After Todd Barbery, director of a humanitarian organization working with refugees, is assaulted and kidnapped on the streets of Kabul, Afghanistan nothing remains the same. How could it?
What Changes Everything is the story of Todd’s wife, Clarissa, who tries to save her husband, while her own life spins out of control in the dark nights of Brooklyn. There on the night streets, she meets Danil, an angry New York graffiti artist whose life was derailed by a loss in the same incomprehensible war half a world away. Danil’s mother Stela writes letter after letter from her bookstore in Cleveland in hopes of comprehending the loss of one son on an Afghan battlefield and of reconnecting with Danil, who abandoned her in anger when his brother died. This is also the story of Mandy, a mother from Texas, grappling with the fury of a wounded son who barely made it home from that war. And it’s Todd’s story, too, who for only a moment let down his guard in a Kabul marketplace and now confronts the worst of possibilities.
But, remarkably, What Changes Everything also tells another story: the true story of Mohammad Najibullah, the last president of Afghanistan during the Communist era, whose fall from power was made final by the arrival of the Taliban. The letters in this novel from Najibullah to his three daughters are imagined, but the author had the privilege of lengthy exchanges with one of them, who shared recollections of her father—and a poem her mother had written about him.
In this knowing new book, Masha Hamilton braids the lives of all these characters, real and imagined, into a powerful novel about the grace of human connections in a world that is so often too harsh and dangerous to face alone.
$16.00 | Trade Paper | 5 1/2 x 8 1/4 | 288 pages
September 2014
ISBN: 978-1-60953-104-1 | Carton Quantity: 24
EISBN: 978-1-60953-092-1
In the narrow strand of space between the first piece of information and all the rest, thoughts rushed through Clarissa that could not be said aloud, not then, probably not ever.

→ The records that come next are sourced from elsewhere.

//! Hit-map inputs and outputs.
//!
//! A render command may be drawn with one primitive or with a batch. Hit-map
//! transformers accept either through [`Props`] and answer in the same shape
//! through [`HitmapOutput`].

use glam::Vec3;
use hitmap_core::{Primitive, PrimitiveId};

use crate::pick::HitColor;

/// A copy of a primitive carrying pick colors for the identification pass.
///
/// Atomic primitives get `color`. Primitives with points get `colors`, one
/// per remaining point, aligned with `points`.
#[derive(Debug, Clone)]
pub struct HitPrimitive<T> {
    /// Identity of the source primitive.
    pub id: PrimitiveId,
    /// The source primitive's render payload.
    pub data: T,
    /// Remaining points, aligned with `colors`.
    pub points: Option<Vec<Vec3>>,
    /// Per-primitive pick color.
    pub color: Option<HitColor>,
    /// Per-point pick colors.
    pub colors: Option<Vec<HitColor>>,
}

impl<T: Clone> HitPrimitive<T> {
    /// Copies `primitive` without any pick colors.
    pub fn from_primitive(primitive: &Primitive<T>) -> Self {
        Self {
            id: primitive.id(),
            data: primitive.data.clone(),
            points: primitive.points.clone(),
            color: None,
            colors: None,
        }
    }
}

impl<T> HitPrimitive<T> {
    /// Returns per-point colors as raw RGBA8 bytes for an instance buffer.
    pub fn colors_bytes(&self) -> &[u8] {
        match self.colors.as_deref() {
            Some(colors) => bytemuck::cast_slice(colors),
            None => &[],
        }
    }

    /// Returns per-point colors normalized to `[0, 1]`.
    pub fn colors_f32(&self) -> Option<Vec<[f32; 4]>> {
        self.colors
            .as_ref()
            .map(|colors| colors.iter().map(|c| c.to_rgba_f32()).collect())
    }
}

/// Primitives handed to a hit-map transformer.
#[derive(Debug)]
pub enum Props<'a, T> {
    /// A single primitive.
    One(&'a Primitive<T>),
    /// A batch of primitives.
    Many(&'a [Primitive<T>]),
}

impl<T> Clone for Props<'_, T> {
    fn clone(&self) -> Self {
        *self
    }
}

impl<T> Copy for Props<'_, T> {}

impl<'a, T> Props<'a, T> {
    /// Returns the primitives as a slice.
    pub fn as_slice(&self) -> &'a [Primitive<T>] {
        match *self {
            Self::One(primitive) => std::slice::from_ref(primitive),
            Self::Many(primitives) => primitives,
        }
    }

    /// Wraps transformed primitives in the shape of these props.
    pub fn wrap<U>(&self, hits: Vec<HitPrimitive<U>>) -> HitmapOutput<U> {
        match self {
            Self::One(_) => HitmapOutput::One(hits.into_iter().next()),
            Self::Many(_) => HitmapOutput::Many(hits),
        }
    }
}

impl<'a, T> From<&'a Primitive<T>> for Props<'a, T> {
    fn from(primitive: &'a Primitive<T>) -> Self {
        Self::One(primitive)
    }
}

impl<'a, T> From<&'a [Primitive<T>]> for Props<'a, T> {
    fn from(primitives: &'a [Primitive<T>]) -> Self {
        Self::Many(primitives)
    }
}

impl<'a, T> From<&'a Vec<Primitive<T>>> for Props<'a, T> {
    fn from(primitives: &'a Vec<Primitive<T>>) -> Self {
        Self::Many(primitives)
    }
}

impl<'a, T, const N: usize> From<&'a [Primitive<T>; N]> for Props<'a, T> {
    fn from(primitives: &'a [Primitive<T>; N]) -> Self {
        Self::Many(primitives)
    }
}

/// Result of a hit-map transformer, shaped like its [`Props`].
#[derive(Debug, Clone)]
pub enum HitmapOutput<T> {
    /// Output for a single primitive; `None` if it was excluded.
    One(Option<HitPrimitive<T>>),
    /// Output for a batch, in input order.
    Many(Vec<HitPrimitive<T>>),
}

impl<T> HitmapOutput<T> {
    /// Returns the hit primitives as a vector regardless of shape.
    pub fn into_vec(self) -> Vec<HitPrimitive<T>> {
        match self {
            Self::One(hit) => hit.into_iter().collect(),
            Self::Many(hits) => hits,
        }
    }

    /// Returns the single hit primitive, or the first of a batch.
    pub fn into_single(self) -> Option<HitPrimitive<T>> {
        match self {
            Self::One(hit) => hit,
            Self::Many(hits) => hits.into_iter().next(),
        }
    }

    /// Returns true if the props were a single primitive.
    pub fn is_single(&self) -> bool {
        matches!(self, Self::One(_))
    }

    /// Returns the number of hit primitives.
    pub fn len(&self) -> usize {
        match self {
            Self::One(hit) => usize::from(hit.is_some()),
            Self::Many(hits) => hits.len(),
        }
    }

    /// Returns true if every primitive was excluded.
    pub fn is_empty(&self) -> bool {
        self.len() == 0
    }

    /// Iterates over the hit primitives.
    pub fn iter(&self) -> std::slice::Iter<'_, HitPrimitive<T>> {
        match self {
            Self::One(hit) => hit.as_slice().iter(),
            Self::Many(hits) => hits.iter(),
        }
    }
}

They came like the violent Nor’easters she’d known as a child in Maine, appearing without warning as she’d disconnected the phone for the third time in quick succession.

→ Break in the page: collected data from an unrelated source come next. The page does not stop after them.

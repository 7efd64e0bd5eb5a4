//! Error types for hitmap-rs.

use thiserror::Error;

use crate::id::{HitId, PrimitiveId};

/// The main error type for hitmap-rs operations.
#[derive(Error, Debug)]
pub enum HitmapError {
    /// An identifier does not fit in the pick color range.
    #[error("hit id {id} exceeds the pick color range (max {max})")]
    IdOutOfRange { id: HitId, max: HitId },

    /// An allocator returned a different number of ids than requested.
    #[error("allocator returned {actual} ids for primitive {subject}, expected {expected}")]
    AllocationMismatch {
        subject: PrimitiveId,
        expected: usize,
        actual: usize,
    },

    /// The instanced grouping size must be positive.
    #[error("point count per instance must be positive, got {0}")]
    InvalidPointCount(usize),

    /// The per-pass identifier budget cannot satisfy a request.
    #[error("hit id space exhausted: requested {requested}, {remaining} remaining")]
    IdSpaceExhausted { requested: usize, remaining: usize },

    /// I/O error.
    #[error("I/O error: {0}")]
    IoError(#[from] std::io::Error),

    /// JSON serialization error.
    #[error("JSON error: {0}")]
    JsonError(#[from] serde_json::Error),
}

/// A specialized Result type for hitmap-rs operations.
pub type Result<T> = std::result::Result<T, HitmapError>;
//! Configuration options for hitmap picking.

use std::path::Path;

use serde::{Deserialize, Serialize};

use crate::error::Result;
use crate::id::MAX_HIT_ID;

/// Options controlling identifier allocation and progressive picking.
#[derive(Debug, Clone, PartialEq, Eq, Serialize, Deserialize)]
#[serde(default)]
pub struct HitmapOptions {
    /// Whether id 0 is kept for the cleared background and never allocated.
    pub reserve_background: bool,

    /// Maximum number of ids a single identification pass may allocate.
    /// Defaults to every value the pick color codec can encode.
    pub max_ids_per_pass: u32,

    /// Maximum number of overlapping layers one pointer query peels.
    pub max_pick_depth: usize,
}

impl Default for HitmapOptions {
    fn default() -> Self {
        Self {
            reserve_background: true,
            max_ids_per_pass: MAX_HIT_ID + 1,
            max_pick_depth: 8,
        }
    }
}

impl HitmapOptions {
    /// Parses options from JSON. Missing fields take their defaults.
    pub fn from_json(json: &str) -> Result<Self> {
        Ok(serde_json::from_str(json)?)
    }

    /// Serializes options to pretty-printed JSON.
    pub fn to_json(&self) -> Result<String> {
        Ok(serde_json::to_string_pretty(self)?)
    }

    /// Loads options from a JSON file.
    pub fn load(path: impl AsRef<Path>) -> Result<Self> {
        let json = std::fs::read_to_string(path)?;
        Self::from_json(&json)
    }

    /// Saves options to a JSON file.
    pub fn save(&self, path: impl AsRef<Path>) -> Result<()> {
        std::fs::write(path, self.to_json()?)?;
        Ok(())
    }
}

How could he have let this happen?
The initial call came from a reporter, and Clarissa hung up mid-sentence, telling herself there’d been a mistake.
He’d tricked her, Todd had. Tricked her into trusting him, even though she knew life was delicate beyond belief, and humans were flimsy, including those who seemed invincible.
The second call came from Bill Snyder, who opened by barely speaking at all, as if to prolong her last moments of unknowing, and then began carefully, each word padded by pauses, each phrase couched in ambiguity. She hung up on him also, but with less confidence.
Everything one counted on could vanish in a second; she’d understood that since childhood. A new narration wiping out personal history without a whisper of remorse. That’s why, at base, she’d never married before. Been too smart for marriage.
The final call came from a baldly definitive FBI agent, speaking in a clipped but almost tender tone as she thought in stunned amazement, “The FBI, how odd is this?” She had no memory of hanging up on him, only of noticing at one point that she no longer pressed the receiver to her ear.
Why had she let herself willfully block out this transiency, fall in love, remake the boundaries of her life, and then redefine what it meant to trust the world? Because even as she’d worried aloud, she’d secretly relied on the conviction that he would stay safe.